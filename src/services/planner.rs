//! Stage planning: one spec per stage of increasing completeness.

use crate::domain::models::{BuildArgs, ShellSpec};
use crate::domain::ports::BuildFn;
#[cfg(debug_assertions)]
use crate::services::fingerprint::fingerprint;

/// The ordered specs for one build request, stage 1 first.
///
/// Discarded once every stage resolves or the request is superseded.
#[derive(Debug, Clone)]
pub struct BuildPlan {
    stages: Vec<ShellSpec>,
}

impl BuildPlan {
    /// Spec for a 1-based stage index.
    pub fn stage(&self, stage: usize) -> &ShellSpec {
        &self.stages[stage - 1]
    }

    /// Spec for the final (most complete) stage.
    pub fn final_stage(&self) -> &ShellSpec {
        self.stages.last().expect("plans have at least one stage")
    }

    pub fn num_stages(&self) -> usize {
        self.stages.len()
    }
}

/// Decomposes a build request into an ordered sequence of stage specs by
/// invoking the caller-supplied build function once per stage.
pub struct StagePlanner;

impl StagePlanner {
    /// Plan `num_stages` stages (clamped to >= 1) for the given request.
    ///
    /// In debug builds the build function is invoked a second time per
    /// stage and the fingerprints compared, so a build function that
    /// violates its referential-transparency contract fails loudly here
    /// instead of corrupting the cache.
    pub fn plan(build: &dyn BuildFn, num_stages: usize, args: &BuildArgs) -> BuildPlan {
        let num_stages = num_stages.max(1);
        let stages = (1..=num_stages)
            .map(|stage| {
                let spec = build.spec(stage, args);
                #[cfg(debug_assertions)]
                {
                    let again = build.spec(stage, args);
                    assert_eq!(
                        fingerprint(&spec),
                        fingerprint(&again),
                        "build function is not referentially transparent at stage {stage}: \
                         two invocations with identical arguments produced different specs"
                    );
                }
                spec
            })
            .collect();
        BuildPlan { stages }
    }
}

#[cfg(test)]
mod tests {
    use super::*;

    fn staged_build(stage: usize, _args: &BuildArgs) -> ShellSpec {
        let packages: Vec<String> = ["curl", "jq", "git"][..stage]
            .iter()
            .map(|p| (*p).to_string())
            .collect();
        ShellSpec::mk_shell(packages)
    }

    #[test]
    fn plan_invokes_build_fn_per_stage() {
        let plan = StagePlanner::plan(&staged_build, 3, &BuildArgs::new());
        assert_eq!(plan.num_stages(), 3);
        assert_eq!(plan.stage(1).packages, vec!["curl"]);
        assert_eq!(plan.stage(3).packages, vec!["curl", "jq", "git"]);
        assert_eq!(plan.final_stage().packages.len(), 3);
    }

    #[test]
    fn zero_stages_degenerates_to_one() {
        let plan = StagePlanner::plan(&staged_build, 0, &BuildArgs::new());
        assert_eq!(plan.num_stages(), 1);
    }

    #[test]
    fn args_reach_the_build_fn() {
        let build = |_stage: usize, args: &BuildArgs| {
            let pkg = args
                .get("package")
                .and_then(|v| v.as_str())
                .unwrap_or("hello");
            ShellSpec::mk_shell([pkg])
        };
        let args = BuildArgs::new().set("package", "ripgrep");
        let plan = StagePlanner::plan(&build, 1, &args);
        assert_eq!(plan.stage(1).packages, vec!["ripgrep"]);
    }

    #[test]
    #[cfg(debug_assertions)]
    #[should_panic(expected = "not referentially transparent")]
    fn impure_build_fn_fails_loudly_in_debug() {
        use std::sync::atomic::{AtomicUsize, Ordering};
        let counter = AtomicUsize::new(0);
        let build = move |_stage: usize, _args: &BuildArgs| {
            let n = counter.fetch_add(1, Ordering::SeqCst);
            ShellSpec::mk_shell([format!("pkg-{n}")])
        };
        StagePlanner::plan(&build, 1, &BuildArgs::new());
    }
}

☆ ☆ ☆ ☆ ☆

Using the listing above, return all lines where the word "referentially" occurs.

                        "build function is not referentially transparent at stage {stage}: \
    #[should_panic(expected = "not referentially transparent")]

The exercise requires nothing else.